Insurance is the great equalizer for patients. For one co-payment, you can see a physician straight out of medical school or a university professor in practice 25 years with a stellar bedside manner. A physician who has been sued 20 times (though less likely to be credentialed with an insurer) with an awful bedside manner will make the same amount of money as a respected pediatric neurosurgeon for an evaluation and management visit. The insurance companies pay them both the same. A standard visit with those doctors will pay about $50 on average. How fair is that?

Patients will continue to see benefits decline for the benefit of insurance company shareholders. They profit at your loss. In my opinion, shareholder-owned for-profit health insurance runs counter to any notion that health care is a public good.

There's only one solution for the system, and that is coming slowly but surely. You will begin to spend your own money for health care.

Health Savings Accounts allow patients to store money, much like an IRA, for use in health care. To make this system work well, though, doctors and patients need to learn what health care really costs.
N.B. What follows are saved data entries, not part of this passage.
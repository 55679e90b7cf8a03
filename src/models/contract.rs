//! Contract model matching the frontend Contract interface.

use serde::{Deserialize, Serialize};

use super::Identified;

/// Billing arrangement of a contract.
#[derive(Debug, Clone, Copy, Serialize, Deserialize, PartialEq, Eq)]
#[serde(rename_all = "lowercase")]
pub enum ContractType {
    Hourly,
    Project,
    Retainer,
}

impl ContractType {
    pub fn as_str(&self) -> &'static str {
        match self {
            ContractType::Hourly => "hourly",
            ContractType::Project => "project",
            ContractType::Retainer => "retainer",
        }
    }
}

/// Lifecycle status of a contract.
#[derive(Debug, Clone, Copy, Serialize, Deserialize, PartialEq, Eq)]
#[serde(rename_all = "lowercase")]
pub enum ContractStatus {
    Active,
    Completed,
    Terminated,
}

impl ContractStatus {
    pub fn as_str(&self) -> &'static str {
        match self {
            ContractStatus::Active => "active",
            ContractStatus::Completed => "completed",
            ContractStatus::Terminated => "terminated",
        }
    }
}

/// A service contract with a freelancer.
#[derive(Debug, Clone, Serialize, Deserialize)]
#[serde(rename_all = "camelCase")]
pub struct Contract {
    pub id: String,
    /// Identity of the referenced freelancer record.
    pub freelancer_id: String,
    /// Snapshot of the freelancer's name taken at creation time. Not kept
    /// in sync with later changes to the referenced record.
    pub freelancer_name: String,
    pub contract_type: ContractType,
    pub start_date: String,
    #[serde(default, skip_serializing_if = "Option::is_none")]
    pub end_date: Option<String>,
    pub status: ContractStatus,
    pub rate: f64,
    #[serde(default, skip_serializing_if = "Option::is_none")]
    pub total_hours: Option<f64>,
    pub description: String,
}

impl Identified for Contract {
    fn entity_id(&self) -> &str {
        &self.id
    }
}
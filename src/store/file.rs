//! File-backed key-value store.
//!
//! One UTF-8 file per namespace under a data directory, written whole on
//! every set. The native stand-in for origin-scoped browser local storage.

use std::fs;
use std::path::{Path, PathBuf};

use crate::errors::StorageError;

use super::KeyValueStore;

/// Key-value store persisting each key as `<dir>/<key>.json`.
#[derive(Debug, Clone)]
pub struct FileStore {
    dir: PathBuf,
}

impl FileStore {
    /// Open a store rooted at `dir`, creating the directory if needed.
    pub fn open(dir: &Path) -> Result<Self, StorageError> {
        fs::create_dir_all(dir)?;
        Ok(Self {
            dir: dir.to_path_buf(),
        })
    }

    fn path_for(&self, key: &str) -> PathBuf {
        self.dir.join(format!("{}.json", key))
    }
}

impl KeyValueStore for FileStore {
    fn get(&self, key: &str) -> Result<Option<String>, StorageError> {
        match fs::read_to_string(self.path_for(key)) {
            Ok(value) => Ok(Some(value)),
            Err(err) if err.kind() == std::io::ErrorKind::NotFound => Ok(None),
            Err(err) => Err(err.into()),
        }
    }

    fn set(&self, key: &str, value: &str) -> Result<(), StorageError> {
        fs::write(self.path_for(key), value)?;
        Ok(())
    }
}

#[cfg(test)]
mod tests {
    use super::*;

    #[test]
    fn test_absent_key_reads_as_none() {
        let dir = tempfile::TempDir::new().unwrap();
        let store = FileStore::open(dir.path()).unwrap();
        assert!(store.get("announcements").unwrap().is_none());
    }

    #[test]
    fn test_value_survives_reopen() {
        let dir = tempfile::TempDir::new().unwrap();
        {
            let store = FileStore::open(dir.path()).unwrap();
            store.set("announcements", "[{\"id\":\"a-1\"}]").unwrap();
        }
        let reopened = FileStore::open(dir.path()).unwrap();
        assert_eq!(
            reopened.get("announcements").unwrap().as_deref(),
            Some("[{\"id\":\"a-1\"}]")
        );
    }
}
//! Server error types.

use crate::config::ConfigError;
use thiserror::Error;
use wsline_protocol::WebSocketError;

/// Server errors.
#[derive(Debug, Error)]
pub enum ServerError {
    #[error("I/O error: {0}")]
    Io(#[from] std::io::Error),

    #[error(transparent)]
    WebSocket(#[from] WebSocketError),

    #[error("HTTP error: {0}")]
    Http(#[from] hyper::Error),

    #[error(transparent)]
    Config(#[from] ConfigError),

    #[error("server shutting down")]
    ShuttingDown,

    #[error("TLS configuration error: {0}")]
    TlsConfig(String),

    #[error("TLS handshake failed: {0}")]
    TlsHandshake(String),
}
//! # wsline-server
//!
//! WebSocket server for wsline.
//!
//! This crate provides:
//! - TCP accept loop with a connection limit and optional TLS
//! - HTTP/1.1 upgrade handling (`101`, or `426`/`400` when refused)
//! - A per-socket [`Handler`] running application code
//! - YAML and environment configuration

pub mod config;
pub mod error;
pub mod server;
pub mod stream;
pub mod tls;

pub use config::{Config, ConfigError, NetworkConfig, TlsConfig, WebSocketConfig};
pub use error::ServerError;
pub use server::{Handler, Server, ServerConfig, ServerStats};
pub use wsline_core::{Event, Message, SocketConfig, WebSocket};
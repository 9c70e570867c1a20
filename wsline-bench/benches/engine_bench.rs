//! Connection engine benchmarks.

use bytes::{Bytes, BytesMut};
use criterion::{black_box, criterion_group, criterion_main, BenchmarkId, Criterion, Throughput};
use wsline_core::{Connection, EngineConfig, Handler, MessageKind, Transport};
use wsline_protocol::Frame;

/// Transport that discards everything written to it.
struct Sink;

impl Transport for Sink {
    fn write(&mut self, _data: Bytes) -> bool {
        true
    }

    fn end(&mut self, _data: Bytes) {}

    fn destroy(&mut self) {}
}

#[derive(Default)]
struct Counter {
    messages: usize,
    bytes: usize,
}

impl Handler for Counter {
    fn on_message(&mut self, _kind: MessageKind, payload: Bytes) {
        self.messages += 1;
        self.bytes += payload.len();
    }
}

fn server() -> Connection<Sink, Counter> {
    Connection::server(Sink, Counter::default(), &EngineConfig::default())
}

/// A masked message split into `fragments` frames.
fn fragmented(size: usize, fragments: usize) -> Bytes {
    let payload = vec![b'x'; size];
    let chunk = size.div_ceil(fragments).max(1);
    let pieces: Vec<&[u8]> = payload.chunks(chunk).collect();
    let last = pieces.len() - 1;

    let mut buf = BytesMut::new();
    for (i, piece) in pieces.into_iter().enumerate() {
        let frame = if i == 0 {
            Frame::binary(Bytes::copy_from_slice(piece))
        } else {
            Frame::new(wsline_protocol::OpCode::Continuation, Bytes::copy_from_slice(piece))
        };
        frame
            .with_fin(i == last)
            .with_mask([1, 2, 3, 4])
            .encode_to(&mut buf)
            .unwrap();
    }
    buf.freeze()
}

fn bench_receive_single_frame(c: &mut Criterion) {
    let mut group = c.benchmark_group("engine_receive_single");

    for size in [100, 4096, 64 * 1024] {
        let wire = fragmented(size, 1);

        group.throughput(Throughput::Bytes(size as u64));
        group.bench_with_input(BenchmarkId::from_parameter(size), &wire, |b, wire| {
            let mut conn = server();
            b.iter(|| conn.receive(black_box(wire)).unwrap());
        });
    }

    group.finish();
}

fn bench_receive_fragmented(c: &mut Criterion) {
    let mut group = c.benchmark_group("engine_receive_fragmented");

    let size = 64 * 1024;
    for fragments in [2, 16, 128] {
        let wire = fragmented(size, fragments);

        group.throughput(Throughput::Bytes(size as u64));
        group.bench_with_input(BenchmarkId::from_parameter(fragments), &wire, |b, wire| {
            let mut conn = server();
            b.iter(|| conn.receive(black_box(wire)).unwrap());
        });
    }

    group.finish();
}

fn bench_receive_byte_at_a_time(c: &mut Criterion) {
    let mut group = c.benchmark_group("engine_receive_trickle");
    let wire = fragmented(1024, 4);

    group.throughput(Throughput::Bytes(wire.len() as u64));
    group.bench_function("1KiB_4_fragments", |b| {
        let mut conn = server();
        b.iter(|| {
            for byte in wire.chunks(1) {
                conn.receive(byte).unwrap();
            }
        });
    });

    group.finish();
}

fn bench_send(c: &mut Criterion) {
    let mut group = c.benchmark_group("engine_send");

    for size in [100, 4096, 64 * 1024] {
        let payload = Bytes::from(vec![b'x'; size]);

        group.throughput(Throughput::Bytes(size as u64));
        group.bench_with_input(BenchmarkId::new("server", size), &payload, |b, payload| {
            let mut conn = server();
            b.iter(|| conn.send(payload.clone(), MessageKind::Binary, Box::new(|_| {})));
        });
        group.bench_with_input(BenchmarkId::new("client", size), &payload, |b, payload| {
            let mut conn = Connection::client(Counter::default(), &EngineConfig::default());
            conn.attach(Sink, &[]).unwrap();
            b.iter(|| conn.send(payload.clone(), MessageKind::Binary, Box::new(|_| {})));
        });
    }

    group.finish();
}

criterion_group!(
    benches,
    bench_receive_single_frame,
    bench_receive_fragmented,
    bench_receive_byte_at_a_time,
    bench_send
);
criterion_main!(benches);
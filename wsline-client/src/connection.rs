//! Connection settings and transport establishment.

use crate::error::ClientError;
use crate::stream::ClientStream;
use crate::tls::create_tls_connector;
use std::path::PathBuf;
use std::time::Duration;
use tokio::net::TcpStream;
use url::{Host, Url};
use wsline_core::{SocketConfig, DEFAULT_HIGH_WATER_MARK};
use wsline_protocol::DEFAULT_MAX_MESSAGE_SIZE;

/// Default read buffer size (8 KiB).
pub const DEFAULT_READ_BUFFER_SIZE: usize = 8 * 1024;

/// Minimum read buffer size (1 KiB).
pub const MIN_READ_BUFFER_SIZE: usize = 1024;

/// Maximum read buffer size (1 MiB).
pub const MAX_READ_BUFFER_SIZE: usize = 1024 * 1024;

/// TLS configuration for client connections.
#[derive(Debug, Clone, Default)]
pub struct TlsClientConfig {
    /// Use TLS even for a `ws://` URL.
    pub enabled: bool,
    /// Path to PEM-encoded CA certificate(s) for server verification.
    /// If None, the bundled web PKI roots are used.
    pub ca_cert_path: Option<PathBuf>,
    /// Path to PEM-encoded client certificate (for mTLS).
    pub client_cert_path: Option<PathBuf>,
    /// Path to PEM-encoded client private key (for mTLS).
    pub client_key_path: Option<PathBuf>,
    /// Skip server certificate verification (INSECURE - development only).
    pub insecure: bool,
    /// Server name for SNI (defaults to the URL host).
    pub server_name: Option<String>,
}

impl TlsClientConfig {
    pub fn new() -> Self {
        Self::default()
    }

    pub fn with_ca_cert(mut self, path: impl Into<PathBuf>) -> Self {
        self.ca_cert_path = Some(path.into());
        self.enabled = true;
        self
    }

    pub fn with_client_cert(
        mut self,
        cert_path: impl Into<PathBuf>,
        key_path: impl Into<PathBuf>,
    ) -> Self {
        self.client_cert_path = Some(cert_path.into());
        self.client_key_path = Some(key_path.into());
        self.enabled = true;
        self
    }

    pub fn with_insecure(mut self) -> Self {
        self.insecure = true;
        self.enabled = true;
        self
    }

    pub fn with_server_name(mut self, name: impl Into<String>) -> Self {
        self.server_name = Some(name.into());
        self
    }
}

/// Where and how to connect.
#[derive(Debug, Clone)]
pub struct ConnectionConfig {
    /// Target `ws://` or `wss://` URL.
    pub url: Url,
    /// Host to connect to, without IPv6 brackets.
    pub host: String,
    pub port: u16,
    /// Connection timeout (TCP and TLS).
    pub connect_timeout: Duration,
    /// Read buffer size for socket reads.
    pub read_buffer_size: usize,
    pub max_message_size: usize,
    pub high_water_mark: usize,
    /// Extra request headers, sent as-is (e.g. `Sec-WebSocket-Protocol`).
    pub headers: Vec<(String, String)>,
    /// TLS options. A `wss://` URL uses TLS even when this is `None`.
    pub tls: Option<TlsClientConfig>,
}

impl ConnectionConfig {
    /// Parses a `ws://` or `wss://` URL. Ports default to 80 and 443.
    pub fn new(url: &str) -> Result<Self, ClientError> {
        let url = Url::parse(url).map_err(|e| ClientError::InvalidUrl(format!("{}: {}", url, e)))?;
        Self::from_url(url)
    }

    pub fn from_url(url: Url) -> Result<Self, ClientError> {
        match url.scheme() {
            "ws" | "wss" => {}
            other => {
                return Err(ClientError::InvalidUrl(format!(
                    "unsupported scheme {:?}, expected ws or wss",
                    other
                )))
            }
        }

        let host = match url.host() {
            Some(Host::Domain(domain)) => domain.to_string(),
            Some(Host::Ipv4(addr)) => addr.to_string(),
            Some(Host::Ipv6(addr)) => addr.to_string(),
            None => return Err(ClientError::InvalidUrl(format!("{}: missing host", url))),
        };
        let port = url
            .port_or_known_default()
            .ok_or_else(|| ClientError::InvalidUrl(format!("{}: missing port", url)))?;

        Ok(Self {
            url,
            host,
            port,
            connect_timeout: Duration::from_secs(10),
            read_buffer_size: DEFAULT_READ_BUFFER_SIZE,
            max_message_size: DEFAULT_MAX_MESSAGE_SIZE,
            high_water_mark: DEFAULT_HIGH_WATER_MARK,
            headers: Vec::new(),
            tls: None,
        })
    }

    pub fn with_connect_timeout(mut self, timeout: Duration) -> Self {
        self.connect_timeout = timeout;
        self
    }

    pub fn with_read_buffer_size(mut self, size: usize) -> Self {
        self.read_buffer_size = size.clamp(MIN_READ_BUFFER_SIZE, MAX_READ_BUFFER_SIZE);
        self
    }

    pub fn with_max_message_size(mut self, size: usize) -> Self {
        self.max_message_size = size;
        self
    }

    pub fn with_high_water_mark(mut self, size: usize) -> Self {
        self.high_water_mark = size;
        self
    }

    pub fn with_header(mut self, name: impl Into<String>, value: impl Into<String>) -> Self {
        self.headers.push((name.into(), value.into()));
        self
    }

    pub fn with_tls(mut self, tls_config: TlsClientConfig) -> Self {
        self.tls = Some(tls_config);
        self
    }

    pub fn is_tls(&self) -> bool {
        self.url.scheme() == "wss" || self.tls.as_ref().is_some_and(|tls| tls.enabled)
    }

    /// Request target: path plus query.
    pub fn resource(&self) -> String {
        match self.url.query() {
            Some(query) => format!("{}?{}", self.url.path(), query),
            None => self.url.path().to_string(),
        }
    }

    /// Value of the `Host` header; the port is omitted when it is the default.
    pub fn host_header(&self) -> String {
        let host = self.url.host_str().unwrap_or(&self.host);
        match self.url.port() {
            Some(port) => format!("{}:{}", host, port),
            None => host.to_string(),
        }
    }

    pub fn socket_config(&self) -> SocketConfig {
        SocketConfig::default()
            .with_max_message_size(self.max_message_size)
            .with_high_water_mark(self.high_water_mark)
            .with_read_buffer_size(self.read_buffer_size)
    }
}

/// Opens the TCP connection and, for `wss`, completes the TLS handshake.
pub async fn open_stream(config: &ConnectionConfig) -> Result<ClientStream, ClientError> {
    tracing::debug!("Connecting to {}:{}...", config.host, config.port);

    let tcp_stream = tokio::time::timeout(
        config.connect_timeout,
        TcpStream::connect((config.host.as_str(), config.port)),
    )
    .await
    .map_err(|_| {
        tracing::debug!("Connection timeout");
        ClientError::Timeout
    })?
    .map_err(|e| {
        tracing::debug!("Connection failed: {}", e);
        ClientError::from(e)
    })?;

    // Small frames (control, echoes) should not wait for Nagle.
    tcp_stream.set_nodelay(true).ok();

    if !config.is_tls() {
        return Ok(ClientStream::Plain { stream: tcp_stream });
    }

    let tls_config = config.tls.clone().unwrap_or_default();
    let (connector, server_name) = create_tls_connector(&tls_config, &config.host)?;

    tracing::debug!("Performing TLS handshake...");
    let tls_stream = tokio::time::timeout(
        config.connect_timeout,
        connector.connect(server_name, tcp_stream),
    )
    .await
    .map_err(|_| ClientError::Timeout)?
    .map_err(|e| {
        tracing::debug!("TLS handshake failed: {}", e);
        ClientError::from(e)
    })?;

    tracing::debug!("TLS handshake complete");
    Ok(ClientStream::Tls { stream: tls_stream })
}

#[cfg(test)]
mod tests {
    use super::*;
    use wsline_protocol::ErrorCode;

    #[test]
    fn test_config_defaults() {
        let config = ConnectionConfig::new("ws://example.com/chat").unwrap();
        assert_eq!(config.host, "example.com");
        assert_eq!(config.port, 80);
        assert!(!config.is_tls());
        assert_eq!(config.read_buffer_size, DEFAULT_READ_BUFFER_SIZE);
        assert_eq!(config.connect_timeout, Duration::from_secs(10));
        assert_eq!(config.max_message_size, DEFAULT_MAX_MESSAGE_SIZE);
    }

    #[test]
    fn test_wss_defaults_to_tls_and_443() {
        let config = ConnectionConfig::new("wss://example.com").unwrap();
        assert_eq!(config.port, 443);
        assert!(config.is_tls());
        assert_eq!(config.resource(), "/");
        assert_eq!(config.host_header(), "example.com");
    }

    #[test]
    fn test_resource_and_host_header() {
        let config = ConnectionConfig::new("ws://127.0.0.1:9001/feed?room=a&x=1").unwrap();
        assert_eq!(config.port, 9001);
        assert_eq!(config.resource(), "/feed?room=a&x=1");
        assert_eq!(config.host_header(), "127.0.0.1:9001");
    }

    #[test]
    fn test_ipv6_host() {
        let config = ConnectionConfig::new("ws://[::1]:8080/").unwrap();
        assert_eq!(config.host, "::1");
        assert_eq!(config.host_header(), "[::1]:8080");
    }

    #[test]
    fn test_invalid_urls() {
        assert!(matches!(
            ConnectionConfig::new("http://example.com"),
            Err(ClientError::InvalidUrl(_))
        ));
        assert!(matches!(
            ConnectionConfig::new("not a url"),
            Err(ClientError::InvalidUrl(_))
        ));
    }

    #[test]
    fn test_tls_enabled_for_ws_url() {
        let config = ConnectionConfig::new("ws://localhost:9001")
            .unwrap()
            .with_tls(TlsClientConfig::new().with_insecure());
        assert!(config.is_tls());
    }

    #[tokio::test]
    async fn test_tls_handshake_failure_is_network_error() {
        use tokio::io::AsyncWriteExt;

        let listener = tokio::net::TcpListener::bind("127.0.0.1:0").await.unwrap();
        let addr = listener.local_addr().unwrap();
        tokio::spawn(async move {
            let (mut stream, _) = listener.accept().await.unwrap();
            let _ = stream.write_all(b"HTTP/1.1 400 Bad Request\r\n\r\n").await;
        });

        let config = ConnectionConfig::new(&format!("ws://{}/", addr))
            .unwrap()
            .with_tls(TlsClientConfig::new().with_insecure());
        match open_stream(&config).await {
            Err(err) => assert_eq!(err.code(), Some(ErrorCode::NetworkError)),
            Ok(_) => panic!("handshake with a plain TCP peer succeeded"),
        }
    }

    #[test]
    fn test_config_buffer_clamping() {
        let config = ConnectionConfig::new("ws://localhost")
            .unwrap()
            .with_read_buffer_size(100);
        assert_eq!(config.read_buffer_size, MIN_READ_BUFFER_SIZE);

        let config = ConnectionConfig::new("ws://localhost")
            .unwrap()
            .with_read_buffer_size(10 * 1024 * 1024);
        assert_eq!(config.read_buffer_size, MAX_READ_BUFFER_SIZE);
    }

    #[test]
    fn test_socket_config_follows_settings() {
        let config = ConnectionConfig::new("ws://localhost")
            .unwrap()
            .with_max_message_size(1024)
            .with_high_water_mark(4096)
            .with_header("Sec-WebSocket-Protocol", "chat");
        let socket = config.socket_config();
        assert_eq!(socket.max_message_size, 1024);
        assert_eq!(socket.high_water_mark, 4096);
        assert_eq!(config.headers.len(), 1);
    }
}
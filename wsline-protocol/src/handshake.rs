//! Opening handshake (RFC 6455 sections 4.1 and 4.2).
//!
//! Only the WebSocket-specific headers are handled here; carrying them over
//! HTTP/1.1 is left to the caller.

use crate::error::WebSocketError;
use crate::{Result, WEBSOCKET_VERSION};
use base64::prelude::*;
use http::header::{
    HeaderMap, HeaderName, HeaderValue, CONNECTION, SEC_WEBSOCKET_ACCEPT, SEC_WEBSOCKET_KEY,
    SEC_WEBSOCKET_VERSION, UPGRADE,
};
use sha1::{Digest, Sha1};

/// Magic string appended to the client key before hashing.
pub const GUID: &str = "258EAFA5-E914-47DA-95CA-C5AB0DC85B11";

/// Generates a `Sec-WebSocket-Key`: 16 random bytes, base64 encoded.
pub fn generate_key() -> String {
    let nonce: [u8; 16] = rand::random();
    BASE64_STANDARD.encode(nonce)
}

/// Computes `Sec-WebSocket-Accept` for a client key: base64(SHA-1(key ++ GUID)).
pub fn accept_key(key: &str) -> String {
    let mut sha1 = Sha1::new();
    sha1.update(key.as_bytes());
    sha1.update(GUID.as_bytes());
    BASE64_STANDARD.encode(sha1.finalize())
}

/// Returns whether `key` is exactly 22 base64 characters followed by `==`.
pub fn is_valid_key(key: &str) -> bool {
    let bytes = key.as_bytes();
    bytes.len() == 24
        && bytes.ends_with(b"==")
        && bytes[..22]
            .iter()
            .all(|b| b.is_ascii_alphanumeric() || *b == b'+' || *b == b'/')
}

/// Returns whether the request asks for a protocol upgrade at all.
pub fn is_upgrade_request(headers: &HeaderMap) -> bool {
    headers.contains_key(UPGRADE)
}

fn header_str(headers: &HeaderMap, name: HeaderName) -> Option<&str> {
    headers.get(name).and_then(|v| v.to_str().ok()).map(str::trim)
}

fn check_upgrade(headers: &HeaderMap) -> Result<()> {
    match header_str(headers, UPGRADE) {
        Some(value) if value.eq_ignore_ascii_case("websocket") => Ok(()),
        _ => Err(WebSocketError::invalid_upgrade_header()),
    }
}

/// Client side of the handshake. Holds the key until the response arrives.
#[derive(Debug, Clone)]
pub struct ClientHandshake {
    key: String,
}

impl ClientHandshake {
    pub fn new() -> Self {
        Self::with_key(generate_key())
    }

    pub fn with_key(key: impl Into<String>) -> Self {
        Self { key: key.into() }
    }

    pub fn key(&self) -> &str {
        &self.key
    }

    /// Adds the upgrade headers to an outbound request.
    pub fn apply(&self, headers: &mut HeaderMap) -> Result<()> {
        let key =
            HeaderValue::from_str(&self.key).map_err(|_| WebSocketError::invalid_key_header())?;

        headers.insert(CONNECTION, HeaderValue::from_static("Upgrade"));
        headers.insert(UPGRADE, HeaderValue::from_static("websocket"));
        headers.insert(SEC_WEBSOCKET_VERSION, HeaderValue::from(WEBSOCKET_VERSION));
        headers.insert(SEC_WEBSOCKET_KEY, key);
        Ok(())
    }

    /// Validates the headers of the `101` response.
    pub fn verify(&self, headers: &HeaderMap) -> Result<()> {
        check_upgrade(headers)?;

        let expected = accept_key(&self.key);
        match header_str(headers, SEC_WEBSOCKET_ACCEPT) {
            Some(accept) if accept == expected => Ok(()),
            _ => Err(WebSocketError::invalid_accept_header()),
        }
    }
}

impl Default for ClientHandshake {
    fn default() -> Self {
        Self::new()
    }
}

/// Server side of the handshake: a validated request and its accept digest.
#[derive(Debug, Clone)]
pub struct ServerHandshake {
    accept: String,
}

impl ServerHandshake {
    /// Validates an upgrade request's headers.
    pub fn validate(headers: &HeaderMap) -> Result<Self> {
        check_upgrade(headers)?;

        let version = header_str(headers, SEC_WEBSOCKET_VERSION)
            .and_then(|v| v.parse::<u16>().ok())
            .ok_or_else(WebSocketError::invalid_version_header)?;
        if version != 8 && version != WEBSOCKET_VERSION {
            return Err(WebSocketError::invalid_version_header());
        }

        let key = header_str(headers, SEC_WEBSOCKET_KEY)
            .filter(|key| is_valid_key(key))
            .ok_or_else(WebSocketError::invalid_key_header)?;

        Ok(Self {
            accept: accept_key(key),
        })
    }

    pub fn accept(&self) -> &str {
        &self.accept
    }

    /// Adds the headers of the `101` response.
    pub fn apply(&self, headers: &mut HeaderMap) -> Result<()> {
        let accept = HeaderValue::from_str(&self.accept)
            .map_err(|_| WebSocketError::invalid_accept_header())?;

        headers.insert(UPGRADE, HeaderValue::from_static("WebSocket"));
        headers.insert(CONNECTION, HeaderValue::from_static("Upgrade"));
        headers.insert(SEC_WEBSOCKET_ACCEPT, accept);
        Ok(())
    }
}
And that's what makes this system much more viable in the long term.

I think the key to this change, though, will be balance billing, which will allow physicians and hospitals to bill above contract rates. This will allow the better and more patient-friendly doctors to bill what they're actually worth. Providers will compete for your business, both from a price and quality-of-care delivery standpoint.

Why is this better? For one, it will help reduce your or your company's premium. It will reduce intervention from the insurance company, like prior authorizations, because it's your money.

It will force doctors to become much more cognizant of the costs of health care because they will no longer be spending big corporation money in your workup, they will be spending yours.

And finally, you, the patient, will become much more involved in your health care because it's coming out of your pocket. Because it's your money, doctors will be much less likely to practice "defensive medicine" and more likely to discuss at length the merits of their workup plan and options.

You will become intimately involved in the decision-making about whether to have a CAT scan done, or an MRI, or a colonoscopy, or picking a brand name vs. a generic medication.

And when you become involved, you're more likely to demand better pricing, better evidence and better behavior from the people that deliver health care to you.

Including the doctors.



Dr. Andrew Carroll is a family medicine specialist in private practice in Chandler. He is also clinical assistant professor at the University of Arizona College of Medicine and a regular guest on "Sonoran Living Live."